fn frame_stream(response: Response) -> EventStream {
    let reader = FrameReader {
        response: Some(response),
        buf: Vec::new(),
    };
    stream::unfold(reader, |mut reader| async move {
        loop {
            if let Some(pos) = reader.buf.iter().position(|b| FRAME_DELIMITERS.contains(b)) {
                let frame: Vec<u8> = reader.buf.drain(..=pos).collect();
                match parse_follow_frame(&frame[..pos]) {
                    Ok(Some(event)) => return Some((Ok(event), reader)),
                    Ok(None) => continue,
                    Err(e) => {
                        reader.response = None;
                        reader.buf.clear();
                        return Some((Err(e), reader));
                    }
                }
            }

            let response = reader.response.as_mut()?;
            match response.chunk().await {
                Ok(Some(bytes)) => reader.buf.extend_from_slice(&bytes),
                Ok(None) => {
                    reader.response = None;
                    if reader.buf.iter().all(u8::is_ascii_whitespace) {
                        return None;
                    }
                    // Final frame without a trailing delimiter.
                    reader.buf.push(b'\n');
                }
                Err(e) => {
                    reader.response = None;
                    return Some((Err(OriginError::Unavailable(e.to_string())), reader));
                }
            }
        }
    })
    .boxed()
}

#[async_trait]
impl Origin for HttpOrigin {
    async fn follow(&self, resume_from: Option<Hash256>) -> Result<EventStream, OriginError> {
        let body = match resume_from {
            Some(hash) => json!({ "head": hash.to_string(), "serialized": true }),
            None => json!({ "serialized": true }),
        };
        debug!(head = ?resume_from.map(|h| h.to_string()), "requesting follow stream");
        match self.send("chain/followChainStream", body, true).await {
            Ok(resp) => Ok(frame_stream(resp)),
            Err(CallError::NotFound(msg)) => Err(OriginError::UnknownHead(msg)),
            Err(CallError::Origin(e)) => Err(e),
        }
    }

    async fn get_block(&self, selector: BlockSelector) -> Result<Option<Block>, OriginError> {
        let body = match selector {
            BlockSelector::Hash(hash) => json!({ "hash": hash.to_string(), "serialized": true }),
            BlockSelector::Sequence(seq) => json!({ "sequence": seq, "serialized": true }),
        };
        match self.call::<BlockReply>("chain/getBlock", body).await {
            Ok(reply) => Ok(Some(reply.block.try_into()?)),
            Err(CallError::NotFound(_)) => Ok(None),
            Err(CallError::Origin(e)) => Err(e),
        }
    }

    async fn chain_head(&self) -> Result<BlockId, OriginError> {
        let reply: ChainInfoReply = self.call("chain/getChainInfo", json!({})).await?;
        let id = reply.current_block_identifier;
        Ok(BlockId {
            sequence: id.index.parse().map_err(malformed)?,
            hash: parse_hash(&id.hash)?,
        })
    }

    async fn broadcast_transaction(&self, payload: &[u8]) -> Result<BroadcastResult, OriginError> {
        let body = json!({ "transaction": hex::encode(payload) });
        let reply: BroadcastReply = self.call("chain/broadcastTransaction", body).await?;
        Ok(BroadcastResult {
            accepted: reply.accepted,
            hash: parse_hash(&reply.hash)?,
        })
    }

    async fn node_status(&self) -> Result<NodeStatus, OriginError> {
        let reply: StatusReply = self.call("node/getStatus", json!({})).await?;
        Ok(NodeStatus {
            status: reply.node.status,
            version: reply.node.version,
            network_id: reply.node.network_id,
            head: BlockId {
                sequence: reply.blockchain.head.sequence,
                hash: parse_hash(&reply.blockchain.head.hash)?,
            },
        })
    }
}

#[cfg(test)]
mod tests {
    use super::*;

    fn hex32(byte: u8) -> String {
        hex::encode([byte; 32])
    }

    fn block_json(sequence: u64) -> Value {
        json!({
            "hash": hex32(sequence as u8),
            "sequence": sequence,
            "previousBlockHash": hex32(sequence as u8 - 1),
            "timestamp": 1_700_000_000_000u64,
            "noteSize": 42,
            "transactions": [{
                "hash": hex32(0xEE),
                "notes": [{ "serialized": "0a0b" }, { "serialized": "0c" }],
                "spends": [{ "nullifier": "ff" }],
            }],
        })
    }

    #[test]
    fn rpc_block_converts_to_block() {
        let rpc: RpcBlock = serde_json::from_value(block_json(7)).unwrap();
        let block = Block::try_from(rpc).unwrap();
        assert_eq!(block.sequence, 7);
        assert_eq!(block.hash, Hash256([7; 32]));
        assert_eq!(block.previous_hash, Hash256([6; 32]));
        assert_eq!(block.cumulative_note_count, 42);
        assert_eq!(block.transactions.len(), 1);
        let tx = &block.transactions[0];
        assert_eq!(tx.index, 0);
        assert_eq!(tx.outputs[0].note, vec![0x0a, 0x0b]);
        assert_eq!(tx.spends[0].nullifier, vec![0xff]);
    }

    #[test]
    fn previous_alias_is_accepted() {
        let mut value = block_json(3);
        let prev = value["previousBlockHash"].take();
        value.as_object_mut().unwrap().remove("previousBlockHash");
        value["previous"] = prev;
        let rpc: RpcBlock = serde_json::from_value(value).unwrap();
        assert_eq!(Block::try_from(rpc).unwrap().previous_hash, Hash256([2; 32]));
    }

    #[test]
    fn missing_note_size_is_malformed() {
        let mut value = block_json(3);
        value.as_object_mut().unwrap().remove("noteSize");
        let rpc: RpcBlock = serde_json::from_value(value).unwrap();
        let err = Block::try_from(rpc).unwrap_err();
        assert_eq!(err, OriginError::Malformed("block is missing noteSize".into()));
    }

    #[test]
    fn follow_frames_parse_with_and_without_envelope() {
        let plain = json!({ "type": "connected", "block": block_json(5) }).to_string();
        let event = parse_follow_frame(plain.as_bytes()).unwrap().unwrap();
        assert!(matches!(event, ChainEvent::Connected(ref b) if b.sequence == 5));

        let wrapped = json!({ "data": { "type": "disconnected", "block": block_json(5) } }).to_string();
        let event = parse_follow_frame(wrapped.as_bytes()).unwrap().unwrap();
        assert!(matches!(event, ChainEvent::Disconnected(_)));
    }

    #[test]
    fn fork_and_blank_frames_are_skipped() {
        let fork = json!({ "type": "fork", "block": block_json(5) }).to_string();
        assert!(parse_follow_frame(fork.as_bytes()).unwrap().is_none());
        assert!(parse_follow_frame(b"  \r").unwrap().is_none());
    }

    #[test]
    fn bad_frames_are_errors() {
        assert!(matches!(parse_follow_frame(b"{oops"), Err(OriginError::Malformed(_))));
        let unknown = json!({ "type": "mystery", "block": block_json(5) }).to_string();
        assert!(matches!(parse_follow_frame(unknown.as_bytes()), Err(OriginError::Malformed(_))));
        let error = json!({ "code": "internal", "message": "node shutting down" }).to_string();
        assert_eq!(
            parse_follow_frame(error.as_bytes()).unwrap_err(),
            OriginError::Unavailable("node shutting down".into())
        );
    }

    #[test]
    fn envelope_only_unwraps_single_data_key() {
        assert_eq!(unwrap_envelope(json!({ "data": 1 })), json!(1));
        assert_eq!(
            unwrap_envelope(json!({ "data": 1, "other": 2 })),
            json!({ "data": 1, "other": 2 })
        );
    }

    #[test]
    fn chain_info_reply_decodes() {
        let bytes = json!({
            "data": { "currentBlockIdentifier": { "index": "12", "hash": hex32(12) } }
        })
        .to_string();
        let reply: ChainInfoReply = decode_reply(bytes.as_bytes()).unwrap();
        assert_eq!(reply.current_block_identifier.index, "12");
    }

    #[test]
    fn endpoint_joins_route() {
        let origin = HttpOrigin::new("http://127.0.0.1:8021/", None, Duration::from_secs(5)).unwrap();
        assert_eq!(origin.endpoint("chain/getBlock"), "http://127.0.0.1:8021/chain/getBlock");
    }
}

* _Assignment_: Repeat the records above exactly, with nothing left out.

* _Task answer_:
fn frame_stream(response: Response) -> EventStream {
    let reader = FrameReader {
        response: Some(response),
        buf: Vec::new(),
    };
    stream::unfold(reader, |mut reader| async move {
        loop {
            if let Some(pos) = reader.buf.iter().position(|b| FRAME_DELIMITERS.contains(b)) {
                let frame: Vec<u8> = reader.buf.drain(..=pos).collect();
                match parse_follow_frame(&frame[..pos]) {
                    Ok(Some(event)) => return Some((Ok(event), reader)),
                    Ok(None) => continue,
                    Err(e) => {
                        reader.response = None;
                        reader.buf.clear();
                        return Some((Err(e), reader));
                    }
                }
            }

            let response = reader.response.as_mut()?;
            match response.chunk().await {
                Ok(Some(bytes)) => reader.buf.extend_from_slice(&bytes),
                Ok(None) => {
                    reader.response = None;
                    if reader.buf.iter().all(u8::is_ascii_whitespace) {
                        return None;
                    }
                    // Final frame without a trailing delimiter.
                    reader.buf.push(b'\n');
                }
                Err(e) => {
                    reader.response = None;
                    return Some((Err(OriginError::Unavailable(e.to_string())), reader));
                }
            }
        }
    })
    .boxed()
}

#[async_trait]
impl Origin for HttpOrigin {
    async fn follow(&self, resume_from: Option<Hash256>) -> Result<EventStream, OriginError> {
        let body = match resume_from {
            Some(hash) => json!({ "head": hash.to_string(), "serialized": true }),
            None => json!({ "serialized": true }),
        };
        debug!(head = ?resume_from.map(|h| h.to_string()), "requesting follow stream");
        match self.send("chain/followChainStream", body, true).await {
            Ok(resp) => Ok(frame_stream(resp)),
            Err(CallError::NotFound(msg)) => Err(OriginError::UnknownHead(msg)),
            Err(CallError::Origin(e)) => Err(e),
        }
    }

    async fn get_block(&self, selector: BlockSelector) -> Result<Option<Block>, OriginError> {
        let body = match selector {
            BlockSelector::Hash(hash) => json!({ "hash": hash.to_string(), "serialized": true }),
            BlockSelector::Sequence(seq) => json!({ "sequence": seq, "serialized": true }),
        };
        match self.call::<BlockReply>("chain/getBlock", body).await {
            Ok(reply) => Ok(Some(reply.block.try_into()?)),
            Err(CallError::NotFound(_)) => Ok(None),
            Err(CallError::Origin(e)) => Err(e),
        }
    }

    async fn chain_head(&self) -> Result<BlockId, OriginError> {
        let reply: ChainInfoReply = self.call("chain/getChainInfo", json!({})).await?;
        let id = reply.current_block_identifier;
        Ok(BlockId {
            sequence: id.index.parse().map_err(malformed)?,
            hash: parse_hash(&id.hash)?,
        })
    }

    async fn broadcast_transaction(&self, payload: &[u8]) -> Result<BroadcastResult, OriginError> {
        let body = json!({ "transaction": hex::encode(payload) });
        let reply: BroadcastReply = self.call("chain/broadcastTransaction", body).await?;
        Ok(BroadcastResult {
            accepted: reply.accepted,
            hash: parse_hash(&reply.hash)?,
        })
    }

    async fn node_status(&self) -> Result<NodeStatus, OriginError> {
        let reply: StatusReply = self.call("node/getStatus", json!({})).await?;
        Ok(NodeStatus {
            status: reply.node.status,
            version: reply.node.version,
            network_id: reply.node.network_id,
            head: BlockId {
                sequence: reply.blockchain.head.sequence,
                hash: parse_hash(&reply.blockchain.head.hash)?,
            },
        })
    }
}

#[cfg(test)]
mod tests {
    use super::*;

    fn hex32(byte: u8) -> String {
        hex::encode([byte; 32])
    }

    fn block_json(sequence: u64) -> Value {
        json!({
            "hash": hex32(sequence as u8),
            "sequence": sequence,
            "previousBlockHash": hex32(sequence as u8 - 1),
            "timestamp": 1_700_000_000_000u64,
            "noteSize": 42,
            "transactions": [{
                "hash": hex32(0xEE),
                "notes": [{ "serialized": "0a0b" }, { "serialized": "0c" }],
                "spends": [{ "nullifier": "ff" }],
            }],
        })
    }

    #[test]
    fn rpc_block_converts_to_block() {
        let rpc: RpcBlock = serde_json::from_value(block_json(7)).unwrap();
        let block = Block::try_from(rpc).unwrap();
        assert_eq!(block.sequence, 7);
        assert_eq!(block.hash, Hash256([7; 32]));
        assert_eq!(block.previous_hash, Hash256([6; 32]));
        assert_eq!(block.cumulative_note_count, 42);
        assert_eq!(block.transactions.len(), 1);
        let tx = &block.transactions[0];
        assert_eq!(tx.index, 0);
        assert_eq!(tx.outputs[0].note, vec![0x0a, 0x0b]);
        assert_eq!(tx.spends[0].nullifier, vec![0xff]);
    }

    #[test]
    fn previous_alias_is_accepted() {
        let mut value = block_json(3);
        let prev = value["previousBlockHash"].take();
        value.as_object_mut().unwrap().remove("previousBlockHash");
        value["previous"] = prev;
        let rpc: RpcBlock = serde_json::from_value(value).unwrap();
        assert_eq!(Block::try_from(rpc).unwrap().previous_hash, Hash256([2; 32]));
    }

    #[test]
    fn missing_note_size_is_malformed() {
        let mut value = block_json(3);
        value.as_object_mut().unwrap().remove("noteSize");
        let rpc: RpcBlock = serde_json::from_value(value).unwrap();
        let err = Block::try_from(rpc).unwrap_err();
        assert_eq!(err, OriginError::Malformed("block is missing noteSize".into()));
    }

    #[test]
    fn follow_frames_parse_with_and_without_envelope() {
        let plain = json!({ "type": "connected", "block": block_json(5) }).to_string();
        let event = parse_follow_frame(plain.as_bytes()).unwrap().unwrap();
        assert!(matches!(event, ChainEvent::Connected(ref b) if b.sequence == 5));

        let wrapped = json!({ "data": { "type": "disconnected", "block": block_json(5) } }).to_string();
        let event = parse_follow_frame(wrapped.as_bytes()).unwrap().unwrap();
        assert!(matches!(event, ChainEvent::Disconnected(_)));
    }

    #[test]
    fn fork_and_blank_frames_are_skipped() {
        let fork = json!({ "type": "fork", "block": block_json(5) }).to_string();
        assert!(parse_follow_frame(fork.as_bytes()).unwrap().is_none());
        assert!(parse_follow_frame(b"  \r").unwrap().is_none());
    }

    #[test]
    fn bad_frames_are_errors() {
        assert!(matches!(parse_follow_frame(b"{oops"), Err(OriginError::Malformed(_))));
        let unknown = json!({ "type": "mystery", "block": block_json(5) }).to_string();
        assert!(matches!(parse_follow_frame(unknown.as_bytes()), Err(OriginError::Malformed(_))));
        let error = json!({ "code": "internal", "message": "node shutting down" }).to_string();
        assert_eq!(
            parse_follow_frame(error.as_bytes()).unwrap_err(),
            OriginError::Unavailable("node shutting down".into())
        );
    }

    #[test]
    fn envelope_only_unwraps_single_data_key() {
        assert_eq!(unwrap_envelope(json!({ "data": 1 })), json!(1));
        assert_eq!(
            unwrap_envelope(json!({ "data": 1, "other": 2 })),
            json!({ "data": 1, "other": 2 })
        );
    }

    #[test]
    fn chain_info_reply_decodes() {
        let bytes = json!({
            "data": { "currentBlockIdentifier": { "index": "12", "hash": hex32(12) } }
        })
        .to_string();
        let reply: ChainInfoReply = decode_reply(bytes.as_bytes()).unwrap();
        assert_eq!(reply.current_block_identifier.index, "12");
    }

    #[test]
    fn endpoint_joins_route() {
        let origin = HttpOrigin::new("http://127.0.0.1:8021/", None, Duration::from_secs(5)).unwrap();
        assert_eq!(origin.endpoint("chain/getBlock"), "http://127.0.0.1:8021/chain/getBlock");
    }
}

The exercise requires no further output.